Edward Berger est la nouvelle coqueluche d’Hollywood, d’ores et déjà dans les petits papiers pour s’occuper du prochain James Bond (selon les rumeurs), du prochain Jason Bourne (il en a parlé lui-même) ou encore d’un nouveau volet de la saga Ocean’s (une autre rumeur). Une chose est sûre, il reviendra en 2025 sur Netflix avec le thriller The Ballad of a Small Player et prépare un film de voyage temporel entre Interstellar et Top Gun avec Austin Butler.
En attendant, Conclave, son thriller sur la mort du Pape et l’élection de son successeur organisé par le personnage de Ralph Fiennes, est toujours en salles. Le film est un petit succès commercial avec près de 40 millions de dollars cumulés au box-office (pour 20 millions de budget) et il fait partie des grands favoris pour la cérémonie des Oscars 2025. Toutefois, cette adaptation du roman éponyme de Robert Harris a parfois divisé les spectateurs et la critique, notamment à cause de son grand final. Explications avec des SPOILERS partout !
le secret du vatican
Pour rappel, Conclave voit plusieurs candidats perdre leur statut de favori au fur et à mesure du conclave pour des raisons de corruption (le cardinal Tremblay), de scandale (Adeyemi), de popularité (Bellini) ou de tendance politique (Tedesco). Finalement, c’est le cardinal Benitez, nommé in pectore (en secret pour résumer) par le défunt Pape avant sa mort, qui est élu à la surprise générale, notamment pour sa bonté et sa pureté. Toutefois, on apprend dans les dernières minutes du film que Benitez (Carlos Diehz) cachait lui-même un secret : il est intersexué.

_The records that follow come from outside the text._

//! Symbolic integer arithmetic.
//!
//! An [AffineForm] is a sum of integer-scaled atoms plus an integer intercept. Over
//! [NonAffine] atoms it can represent floor-division, Euclidean modulo, and products of
//! non-constant values, which is everything needed to describe sizes, strides, and offsets of a
//! buffer whose dimensions may be symbolic.
//!
//! Every operation returns a canonical form: terms are sorted by atom, like terms are merged, zero
//! terms are dropped, and constant sub-expressions are folded. As a result, structural equality
//! ([PartialEq]) decides equality for expressions built from the same atoms with `+`, `-`, and `*`.
//!
//! Coefficients and intercepts are `i64`. The `checked_*` methods return `None` when folding a
//! constant overflows; the operators panic instead, as integer arithmetic does.

use itertools::Itertools;
use serde::{Serialize, Serializer};
use std::fmt::{self, Display};
use std::ops::{Add, AddAssign, Div, DivAssign, Mul, MulAssign, Neg, Rem, RemAssign, Sub};

use crate::var::Var;

pub type NonAffineExpr<T> = AffineForm<NonAffine<T>>;

/// A scalar symbolic expression over [Var]s.
pub type Expr = NonAffineExpr<Var>;

pub trait Bounds {
    /// The inclusive bounds of the value, if known.
    fn bounds(&self) -> Option<(i64, i64)> {
        None
    }

    fn as_constant(&self) -> Option<i64> {
        match self.bounds() {
            Some((lo, hi)) if lo == hi => Some(lo),
            _ => None,
        }
    }
}

/// Types which can be leaves of an expression.
pub trait Atom: Clone + Ord + Bounds {}

pub trait Substitute<R> {
    type Atom: Atom;
    type Output;

    /// Replace each occurrence of `atom` with `replacement`.
    fn subs(self, atom: &Self::Atom, replacement: &R) -> Self::Output
    where
        Self: Sized,
        R: Clone + From<Self::Atom>,
    {
        self.map_vars(&mut |a| {
            if atom == &a {
                replacement.clone()
            } else {
                a.into()
            }
        })
    }

    /// Replace every atom with the result of `mapper`, re-simplifying the result.
    fn map_vars(self, mapper: &mut impl FnMut(Self::Atom) -> R) -> Self::Output;
}

#[derive(Debug, PartialEq, Eq, PartialOrd, Ord, Hash, Clone)]
pub struct AffineForm<T>(pub Vec<Term<T>>, pub i64);

#[derive(Debug, PartialEq, Eq, PartialOrd, Ord, Hash, Clone)]
pub struct Term<T>(pub i64, pub T);

#[derive(Debug, PartialEq, Eq, PartialOrd, Ord, Hash, Clone)]
pub enum NonAffine<T> {
    Leaf(T),
    /// Floor-division by a positive constant.
    FloorDiv(Box<NonAffineExpr<T>>, i64),
    /// Euclidean remainder by a positive constant. Always in `[0, m)`.
    Mod(Box<NonAffineExpr<T>>, i64),
    /// A product of two or more non-constant factors, kept sorted. Factors are never themselves
    /// `Product`s.
    Product(Vec<NonAffine<T>>),
}

#[track_caller]
fn overflowed(op: &str) -> ! {
    panic!("integer overflow while {op} expressions")
}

L’annonce tombe un peu comme un coup de massue pour le cardinal Lawrence, Benitez lui expliquant qu’il n’a découvert sa particularité qu’à l’âge adulte après avoir été blessé lors d’un attentat à Kaboul (dont il est l’archevêque). Il raconte qu’il avait remis sa démission au Pape, mais que celui-ci l’avait refusé et lui avait simplement demandé de faire une hystérectomie (opération consistant à retirer l’utérus). Une intervention chirurgicale que Benitez a, au final, refusé de subir pour rester tel que Dieu l’avait créé.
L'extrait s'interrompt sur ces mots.